By using the material defined in claim 20 as a metal film, a metal / semiconductor junction having a low Schottky barrier and a thin barrier can be achieved. Also,
The heating reaction layer is generated uniformly. Therefore, claim 20
According to the invention according to the description, the contact resistance ρc with respect to the main electrode region including the p-type SiC region is extremely low,
Higher frequencies and higher performance of various semiconductor electronic devices can be achieved.

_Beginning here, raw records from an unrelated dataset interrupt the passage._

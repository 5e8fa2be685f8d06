use sqlx::PgPool;

use crate::error::Result;
use crate::models::SearchHit;

/// Full-text search over card question text, ranked by `ts_rank`.
/// `plainto_tsquery` parses arbitrary user text (no tsquery operator
/// syntax to escape) and ANDs the resulting terms together.
pub async fn search_cards(pool: &PgPool, query: &str, limit: i64) -> Result<(Vec<SearchHit>, i64)> {
    let total: i64 = sqlx::query_scalar(
        "SELECT COUNT(*) FROM cards c WHERE to_tsvector('english', c.question) @@ plainto_tsquery('english', $1)",
    )
    .bind(query)
    .fetch_one(pool)
    .await?;

    let rows = sqlx::query_as::<_, (uuid::Uuid, uuid::Uuid, String, crate::models::DeckKind, String, serde_json::Value, f32)>(
        "SELECT c.id, c.deck_id, d.title, d.kind, c.question, c.properties, \
         ts_rank(to_tsvector('english', c.question), plainto_tsquery('english', $1)) AS rank \
         FROM cards c JOIN decks d ON d.id = c.deck_id \
         WHERE to_tsvector('english', c.question) @@ plainto_tsquery('english', $1) \
         ORDER BY rank DESC LIMIT $2",
    )
    .bind(query)
    .bind(limit)
    .fetch_all(pool)
    .await?;

    let hits = rows
        .into_iter()
        .map(|(card_id, deck_id, deck_title, deck_kind, question, properties, rank)| SearchHit {
            card_id,
            deck_id,
            deck_title,
            deck_kind,
            question,
            properties,
            rank,
        })
        .collect();

    Ok((hits, total))
}
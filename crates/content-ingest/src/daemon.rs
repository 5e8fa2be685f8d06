use std::sync::Arc;
use std::time::Duration;

use content_config::{IngestConfig, LlmConfig};
use content_dedup::DedupFilter;
use content_llm::{categories, LlmClient};
use content_store::{Difficulty, PgPool};
use futures::StreamExt;
use rand::seq::SliceRandom;
use tokio::sync::Mutex;
use tokio::task::JoinHandle;
use tracing::{error, info};
use uuid::Uuid;

use crate::state::{DaemonStatus, IngestStats, RunState};

const PROVIDER_NAME: &str = "openai";
const DIFFICULTY_LEVELS: &[&str] = &["easy", "medium", "hard"];

struct Inner {
    state: RunState,
    stats: IngestStats,
    task: Option<JoinHandle<()>>,
}

/// Orchestrates periodic trivia ingestion: fetch from the configured LLM,
/// drop anything the dedup filter has already seen, insert the rest.
/// Shared across the control surface and the background task via a single
/// mutex guarding all mutable state.
pub struct IngestionDaemon {
    pool: PgPool,
    dedup: Arc<DedupFilter>,
    llm: LlmClient,
    ingest_config: IngestConfig,
    llm_config: LlmConfig,
    inner: Arc<Mutex<Inner>>,
}

impl IngestionDaemon {
    pub fn new(pool: PgPool, ingest_config: IngestConfig, llm_config: LlmConfig) -> Self {
        Self {
            pool,
            dedup: Arc::new(DedupFilter::default()),
            llm: LlmClient::new(),
            ingest_config,
            llm_config,
            inner: Arc::new(Mutex::new(Inner { state: RunState::Stopped, stats: IngestStats::default(), task: None })),
        }
    }

    pub async fn status(&self) -> DaemonStatus {
        let inner = self.inner.lock().await;
        DaemonStatus { state: inner.state, stats: inner.stats.clone(), config: self.ingest_config.clone() }
    }

    /// Start the cycle loop. Returns an explanatory message instead of an
    /// error since the control surface reports outcomes as plain text.
    pub async fn start(self: &Arc<Self>) -> String {
        let mut inner = self.inner.lock().await;
        if inner.state == RunState::Running {
            return "already running".to_string();
        }
        if self.llm_config.openai_api_key.is_empty() && self.llm_config.anthropic_api_key.is_empty() {
            return "no LLM API key configured".to_string();
        }

        let existing = content_store::existing_trivia_signatures(&self.pool, 10_000).await.unwrap_or_default();
        let warmed = self.dedup.warm(existing);
        info!(warmed, "dedup cache warmed from existing cards");

        inner.state = RunState::Running;
        inner.stats.start_time = Some(chrono::Utc::now());

        let daemon = Arc::clone(self);
        inner.task = Some(tokio::spawn(async move { daemon.run_loop().await }));
        "started".to_string()
    }

    pub async fn stop(&self) -> String {
        let mut inner = self.inner.lock().await;
        if inner.state == RunState::Stopped {
            return "already stopped".to_string();
        }
        inner.state = RunState::Stopped;
        if let Some(task) = inner.task.take() {
            task.abort();
        }
        "stopped".to_string()
    }

    pub async fn pause(&self) -> String {
        let mut inner = self.inner.lock().await;
        if inner.state != RunState::Running {
            return format!("cannot pause from state={:?}", inner.state);
        }
        inner.state = RunState::Paused;
        "paused".to_string()
    }

    pub async fn resume(&self) -> String {
        let mut inner = self.inner.lock().await;
        if inner.state != RunState::Paused {
            return format!("cannot resume from state={:?}", inner.state);
        }
        inner.state = RunState::Running;
        "running".to_string()
    }

    pub async fn runs(&self, limit: i64) -> content_store::Result<Vec<content_store::SourceRun>> {
        content_store::list_runs(&self.pool, limit).await
    }

    pub async fn providers(&self) -> content_store::Result<Vec<content_store::SourceProvider>> {
        content_store::list_providers(&self.pool).await
    }

    async fn run_loop(self: Arc<Self>) {
        loop {
            if self.current_state().await != RunState::Running {
                break;
            }

            if let Err(err) = self.run_cycle().await {
                error!(?err, "ingestion cycle failed");
                let mut inner = self.inner.lock().await;
                inner.stats.errors += 1;
            } else {
                let mut inner = self.inner.lock().await;
                inner.stats.cycles_completed += 1;
            }

            // Sleep in 1-second increments so stop/pause takes effect promptly.
            for _ in 0..self.ingest_config.cycle_seconds {
                if self.current_state().await != RunState::Running {
                    break;
                }
                tokio::time::sleep(Duration::from_secs(1)).await;
            }

            while self.current_state().await == RunState::Paused {
                tokio::time::sleep(Duration::from_secs(1)).await;
            }

            if self.current_state().await == RunState::Stopped {
                break;
            }
        }
    }

    async fn current_state(&self) -> RunState {
        self.inner.lock().await.state
    }

    async fn run_cycle(&self) -> anyhow::Result<()> {
        let provider_id = content_store::ensure_provider(&self.pool, PROVIDER_NAME).await?;
        let run_id = content_store::create_run(&self.pool, provider_id).await?;

        let mut fetched = 0i32;
        let mut added = 0i32;
        let mut skipped = 0i32;
        let mut error_msg: Option<String> = None;

        match self.fetch_batches().await {
            Ok(candidates) => {
                fetched = candidates.len() as i32;
                {
                    let mut inner = self.inner.lock().await;
                    inner.stats.total_fetched += fetched as u64;
                }

                for candidate in candidates {
                    if self.current_state().await != RunState::Running {
                        break;
                    }

                    let correct = candidate.correct_answer().to_string();
                    if self.dedup.is_duplicate(&candidate.question, &correct) {
                        skipped += 1;
                        let mut inner = self.inner.lock().await;
                        inner.stats.duplicates_skipped += 1;
                        continue;
                    }

                    match self.insert_candidate(&candidate, provider_id).await {
                        Ok(card_id) => {
                            self.dedup.register(&candidate.question, &correct, card_id);
                            added += 1;
                            let mut inner = self.inner.lock().await;
                            inner.stats.items_added += 1;
                        }
                        Err(err) => {
                            error!(?err, "failed to insert ingested card");
                            let mut inner = self.inner.lock().await;
                            inner.stats.errors += 1;
                        }
                    }
                }
            }
            Err(err) => {
                error_msg = Some(err.to_string());
                error!(?err, "cycle fetch failed");
                let mut inner = self.inner.lock().await;
                inner.stats.errors += 1;
            }
        }

        content_store::finish_run(&self.pool, run_id, fetched, added, skipped, error_msg.as_deref()).await?;
        info!(fetched, added, skipped, error = ?error_msg, "ingestion cycle complete");
        Ok(())
    }

    /// Pick up to `concurrent_batches` categories at random (without
    /// replacement) and one random difficulty per category, then fan out
    /// one LLM call per pick.
    async fn fetch_batches(&self) -> anyhow::Result<Vec<content_llm::TriviaCandidate>> {
        let mut categories = categories::canonical_categories();
        categories.shuffle(&mut rand::thread_rng());
        let picks = self.ingest_config.concurrent_batches.min(categories.len());

        let jobs: Vec<(&str, &str)> = categories[..picks]
            .iter()
            .map(|&category| {
                let difficulty = *DIFFICULTY_LEVELS.choose(&mut rand::thread_rng()).expect("DIFFICULTY_LEVELS is non-empty");
                (category, difficulty)
            })
            .collect();

        let api_key = if self.llm_config.uses_anthropic() { &self.llm_config.anthropic_api_key } else { &self.llm_config.openai_api_key };
        let model = self.llm_config.chat_model.clone();
        let batch_size = self.ingest_config.batch_size;

        let api_key = api_key.to_string();
        let llm = self.llm.clone();
        let mut futs: Vec<std::pin::Pin<Box<dyn std::future::Future<Output = Vec<content_llm::TriviaCandidate>> + Send>>> = Vec::with_capacity(jobs.len());
        for (category, difficulty) in jobs {
            futs.push(Box::pin(generate_one_batch(llm.clone(), api_key.clone(), model.clone(), category, difficulty, batch_size)));
        }
        let results = futures::stream::iter(futs)
            .buffer_unordered(self.ingest_config.concurrent_batches)
            .collect::<Vec<_>>()
            .await;

        Ok(results.into_iter().flatten().collect())
    }

    async fn insert_candidate(&self, candidate: &content_llm::TriviaCandidate, source_id: Uuid) -> content_store::Result<Uuid> {
        let pic = categories::symbol_for(&candidate.category);
        let deck_id = content_store::ensure_category_deck(&self.pool, &candidate.category, pic).await?;

        let properties = serde_json::json!({
            "choices": candidate.choices,
            "correct_index": candidate.correct_index,
            "explanation": candidate.explanation,
            "hint": candidate.hint,
            "aisource": "openai",
        });
        let difficulty = match candidate.difficulty.as_str() {
            "easy" => Difficulty::Easy,
            "hard" => Difficulty::Hard,
            _ => Difficulty::Medium,
        };

        let card = content_store::insert_ingested_card(&self.pool, deck_id, &candidate.question, properties, difficulty, source_id).await?;
        Ok(card.id)
    }
}

async fn generate_one_batch(
    llm: LlmClient,
    api_key: String,
    model: String,
    category: &str,
    difficulty: &str,
    batch_size: usize,
) -> Vec<content_llm::TriviaCandidate> {
    llm.generate_batch(&api_key, &model, category, difficulty, batch_size).await
}
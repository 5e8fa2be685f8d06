use content_kinship::NamedRelation;

use crate::flashcards::GeneratedCard;
use crate::trivia::{build_choices, sample_distractors, store_difficulty, trivia_properties};

/// Build the "How is {name} related to you?" trivia analog: the correct
/// label against three distractor labels drawn from the label pool.
pub fn build_relation_trivia(relation: &NamedRelation, label_pool: &[String]) -> GeneratedCard {
    let correct = relation.label.clone();
    let distractors = sample_distractors(&correct, label_pool);
    let (choices, correct_index) = build_choices(&correct, distractors);
    let explanation = format!("{} is your {}.", relation.person.name, relation.label);
    let hint = format!("Think about how {} connects to your family tree.", relation.person.name);
    let properties = trivia_properties(&choices, correct_index, &explanation, &hint);

    GeneratedCard {
        front: format!("How is {} related to you?", relation.person.name),
        back: capitalize(&correct),
        difficulty: store_difficulty(relation.difficulty as i32),
        properties,
    }
}

/// Build "Who is your {label}?" trivia: the correct name against three
/// distractor names drawn from the name pool.
pub fn build_who_is_trivia(relation: &NamedRelation, name_pool: &[String]) -> GeneratedCard {
    let correct = relation.person.name.clone();
    let distractors = sample_distractors(&correct, name_pool);
    let (choices, correct_index) = build_choices(&correct, distractors);
    let explanation = format!("{} is your {}.", correct, relation.label);
    let hint = "Check the family tree for this relation.".to_string();
    let properties = trivia_properties(&choices, correct_index, &explanation, &hint);

    GeneratedCard {
        front: format!("Who is your {}?", relation.label),
        back: correct,
        difficulty: store_difficulty(relation.difficulty as i32),
        properties,
    }
}

/// Build "What was {name}'s maiden name?" trivia when one is on file,
/// with distractors drawn from the maiden-name pool.
pub fn build_maiden_trivia(relation: &NamedRelation, maiden_pool: &[String]) -> Option<GeneratedCard> {
    let correct = relation.person.maiden_name.clone()?;
    let distractors = sample_distractors(&correct, maiden_pool);
    let (choices, correct_index) = build_choices(&correct, distractors);
    let explanation = format!("{}'s maiden name was {}.", relation.person.name, correct);
    let hint = "This is a family name from before marriage.".to_string();
    let properties = trivia_properties(&choices, correct_index, &explanation, &hint);

    Some(GeneratedCard {
        front: format!("What was {}'s maiden name?", relation.person.name),
        back: correct,
        difficulty: store_difficulty(relation.difficulty as i32 + 1),
        properties,
    })
}

fn capitalize(s: &str) -> String {
    let mut chars = s.chars();
    match chars.next() {
        Some(first) => first.to_uppercase().collect::<String>() + chars.as_str(),
        None => String::new(),
    }
}

#[cfg(test)]
mod tests {
    use super::*;
    use content_kinship::{Person, PersonStatus};
    use uuid::Uuid;

    fn relation() -> NamedRelation {
        NamedRelation {
            person: Person {
                id: Uuid::new_v4(),
                name: "Pat".to_string(),
                nickname: None,
                maiden_name: Some("Smith".to_string()),
                born: None,
                status: PersonStatus::Living,
                player: false,
                placeholder: false,
            },
            label: "parent".to_string(),
            generation: 1,
            difficulty: 1,
        }
    }

    #[test]
    fn relation_trivia_has_four_choices_with_one_correct() {
        let rel = relation();
        let pool = vec!["sibling".to_string(), "cousin".to_string(), "spouse".to_string()];
        let card = build_relation_trivia(&rel, &pool);
        let choices = card.properties["choices"].as_array().unwrap();
        assert_eq!(choices.len(), 4);
        assert_eq!(choices.iter().filter(|c| c["isCorrect"] == true).count(), 1);
    }

    #[test]
    fn relation_trivia_explanation_reads_as_a_sentence() {
        let rel = relation();
        let pool = vec!["sibling".to_string(), "cousin".to_string(), "spouse".to_string()];
        let card = build_relation_trivia(&rel, &pool);
        assert_eq!(card.properties["explanation"], "Pat is your parent.");
    }

    #[test]
    fn maiden_trivia_absent_without_maiden_name() {
        let mut rel = relation();
        rel.person.maiden_name = None;
        assert!(build_maiden_trivia(&rel, &[]).is_none());
    }

    #[test]
    fn maiden_trivia_present_with_maiden_name() {
        let rel = relation();
        let card = build_maiden_trivia(&rel, &["Jones".to_string()]).unwrap();
        assert_eq!(card.back, "Smith");
    }
}
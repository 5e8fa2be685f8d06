use sqlx::PgPool;
use uuid::Uuid;

use crate::error::{Result, StoreError};
use crate::models::{Family, Person, PersonStatus, Relationship, RelationshipType};

pub async fn create_family(pool: &PgPool, name: &str) -> Result<Family> {
    let id = Uuid::new_v4();
    let family = sqlx::query_as::<_, Family>(
        "INSERT INTO families (id, name) VALUES ($1, $2) RETURNING id, name, created_at, updated_at",
    )
    .bind(id)
    .bind(name)
    .fetch_one(pool)
    .await?;
    Ok(family)
}

pub async fn get_family(pool: &PgPool, family_id: Uuid) -> Result<Option<Family>> {
    let family = sqlx::query_as::<_, Family>("SELECT id, name, created_at, updated_at FROM families WHERE id = $1")
        .bind(family_id)
        .fetch_optional(pool)
        .await?;
    Ok(family)
}

pub async fn list_families(pool: &PgPool) -> Result<Vec<Family>> {
    let families = sqlx::query_as::<_, Family>("SELECT id, name, created_at, updated_at FROM families ORDER BY created_at DESC")
        .fetch_all(pool)
        .await?;
    Ok(families)
}

pub async fn delete_family(pool: &PgPool, family_id: Uuid) -> Result<bool> {
    let result = sqlx::query("DELETE FROM families WHERE id = $1").bind(family_id).execute(pool).await?;
    Ok(result.rows_affected() == 1)
}

#[derive(Debug, Clone, Default)]
pub struct NewPerson<'a> {
    pub name: &'a str,
    pub nickname: Option<&'a str>,
    pub maiden_name: Option<&'a str>,
    pub born: Option<i32>,
    pub status: Option<PersonStatus>,
    pub gender: Option<&'a str>,
    pub notes: Option<&'a str>,
    pub player: bool,
    pub placeholder: bool,
    pub photo_url: Option<&'a str>,
}

const PERSON_COLUMNS: &str = "id, family_id, name, nickname, maiden_name, born, status, gender, notes, player, placeholder, photo_url";

pub async fn create_person(pool: &PgPool, family_id: Uuid, new: NewPerson<'_>) -> Result<Person> {
    let id = Uuid::new_v4();
    let status = new.status.unwrap_or(PersonStatus::Living);
    let sql = format!(
        "INSERT INTO family_people ({PERSON_COLUMNS}) VALUES ($1,$2,$3,$4,$5,$6,$7,$8,$9,$10,$11,$12) RETURNING {PERSON_COLUMNS}",
    );
    let person = sqlx::query_as::<_, Person>(&sql)
        .bind(id)
        .bind(family_id)
        .bind(new.name)
        .bind(new.nickname)
        .bind(new.maiden_name)
        .bind(new.born)
        .bind(status)
        .bind(new.gender)
        .bind(new.notes)
        .bind(new.player)
        .bind(new.placeholder)
        .bind(new.photo_url)
        .fetch_one(pool)
        .await?;
    Ok(person)
}

pub async fn delete_person(pool: &PgPool, person_id: Uuid) -> Result<bool> {
    let result = sqlx::query("DELETE FROM family_people WHERE id = $1").bind(person_id).execute(pool).await?;
    Ok(result.rows_affected() == 1)
}

pub async fn list_people(pool: &PgPool, family_id: Uuid) -> Result<Vec<Person>> {
    let sql = format!("SELECT {PERSON_COLUMNS} FROM family_people WHERE family_id = $1 ORDER BY name");
    let people = sqlx::query_as::<_, Person>(&sql).bind(family_id).fetch_all(pool).await?;
    Ok(people)
}

/// Exact case-insensitive match first, then a substring match, mirroring
/// how a chat assistant resolves a spoken name to a row before attaching
/// a relationship to it.
pub async fn find_person_fuzzy(pool: &PgPool, family_id: Uuid, name: &str) -> Result<Option<Person>> {
    let exact_sql = format!("SELECT {PERSON_COLUMNS} FROM family_people WHERE family_id = $1 AND LOWER(name) = LOWER($2)");
    if let Some(person) = sqlx::query_as::<_, Person>(&exact_sql).bind(family_id).bind(name).fetch_optional(pool).await? {
        return Ok(Some(person));
    }

    let fuzzy_sql = format!(
        "SELECT {PERSON_COLUMNS} FROM family_people WHERE family_id = $1 AND LOWER(name) LIKE '%' || LOWER($2) || '%' LIMIT 1",
    );
    let person = sqlx::query_as::<_, Person>(&fuzzy_sql).bind(family_id).bind(name).fetch_optional(pool).await?;
    Ok(person)
}

pub async fn create_relationship(
    pool: &PgPool,
    family_id: Uuid,
    rel_type: RelationshipType,
    from_id: Uuid,
    to_id: Uuid,
    year: Option<i32>,
    notes: Option<&str>,
) -> Result<Relationship> {
    let id = Uuid::new_v4();
    let rel = sqlx::query_as::<_, Relationship>(
        "INSERT INTO family_relationships (id, family_id, type, from_id, to_id, year, notes) \
         VALUES ($1, $2, $3, $4, $5, $6, $7) \
         RETURNING id, family_id, type AS rel_type, from_id, to_id, year, ended, end_reason, notes",
    )
    .bind(id)
    .bind(family_id)
    .bind(rel_type)
    .bind(from_id)
    .bind(to_id)
    .bind(year)
    .bind(notes)
    .fetch_one(pool)
    .await?;
    Ok(rel)
}

pub async fn delete_relationship(pool: &PgPool, rel_id: Uuid) -> Result<bool> {
    let result = sqlx::query("DELETE FROM family_relationships WHERE id = $1").bind(rel_id).execute(pool).await?;
    Ok(result.rows_affected() == 1)
}

pub async fn list_relationships(pool: &PgPool, family_id: Uuid) -> Result<Vec<Relationship>> {
    let relationships = sqlx::query_as::<_, Relationship>(
        "SELECT id, family_id, type AS rel_type, from_id, to_id, year, ended, end_reason, notes \
         FROM family_relationships WHERE family_id = $1 ORDER BY created_at",
    )
    .bind(family_id)
    .fetch_all(pool)
    .await?;
    Ok(relationships)
}

pub async fn get_family_or_not_found(pool: &PgPool, family_id: Uuid) -> Result<Family> {
    get_family(pool, family_id).await?.ok_or(StoreError::NotFound("family"))
}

According to the twenty-first aspect of the present invention, since the heat reaction layer made of a solid solution containing metal carbide and metal silicon is selected, the Schottky barrier at the metal / semiconductor junction is extremely low. Moreover, the morphology of the interface is good, and the heat reaction layer can be formed uniformly. For this reason, the contact resistance ρc with respect to the main electrode region becomes extremely low, and it is possible to increase the frequency and improve the performance of various semiconductor electronic devices.

[0071]

Next, first to third embodiments of the present invention will be described with reference to the drawings. In the following description of the drawings, the same or similar parts are denoted by the same or similar reference numerals. However, it should be noted that the drawings are schematic, and the relationship between the thickness and the plane dimension, the ratio of the thickness of each layer, and the like are different from the actual ones. Therefore, specific thicknesses and dimensions should be determined in consideration of the following description. In addition, it is needless to say that the drawings include portions having different dimensional relationships and ratios.

(First Embodiment) As shown in FIG.
The ohmic electrode structure according to the first embodiment of the present invention includes a SiC substrate 1, a p-type SiC region 2 selectively formed on the surface of the SiC substrate 1, and a part of the surface of the p-type SiC region 2. The thermal reaction layer 8 formed on the substrate, the thermal oxide film 3 covering the interface between the SiC substrate 1 and the p-type SiC region 2, the upper insulating film 4 disposed on the surface of the thermal oxide film 3, And at least an electrode film 7 arranged. p-type SiC
The region 2 functions as a main electrode region of a semiconductor device, particularly a semiconductor electronic device.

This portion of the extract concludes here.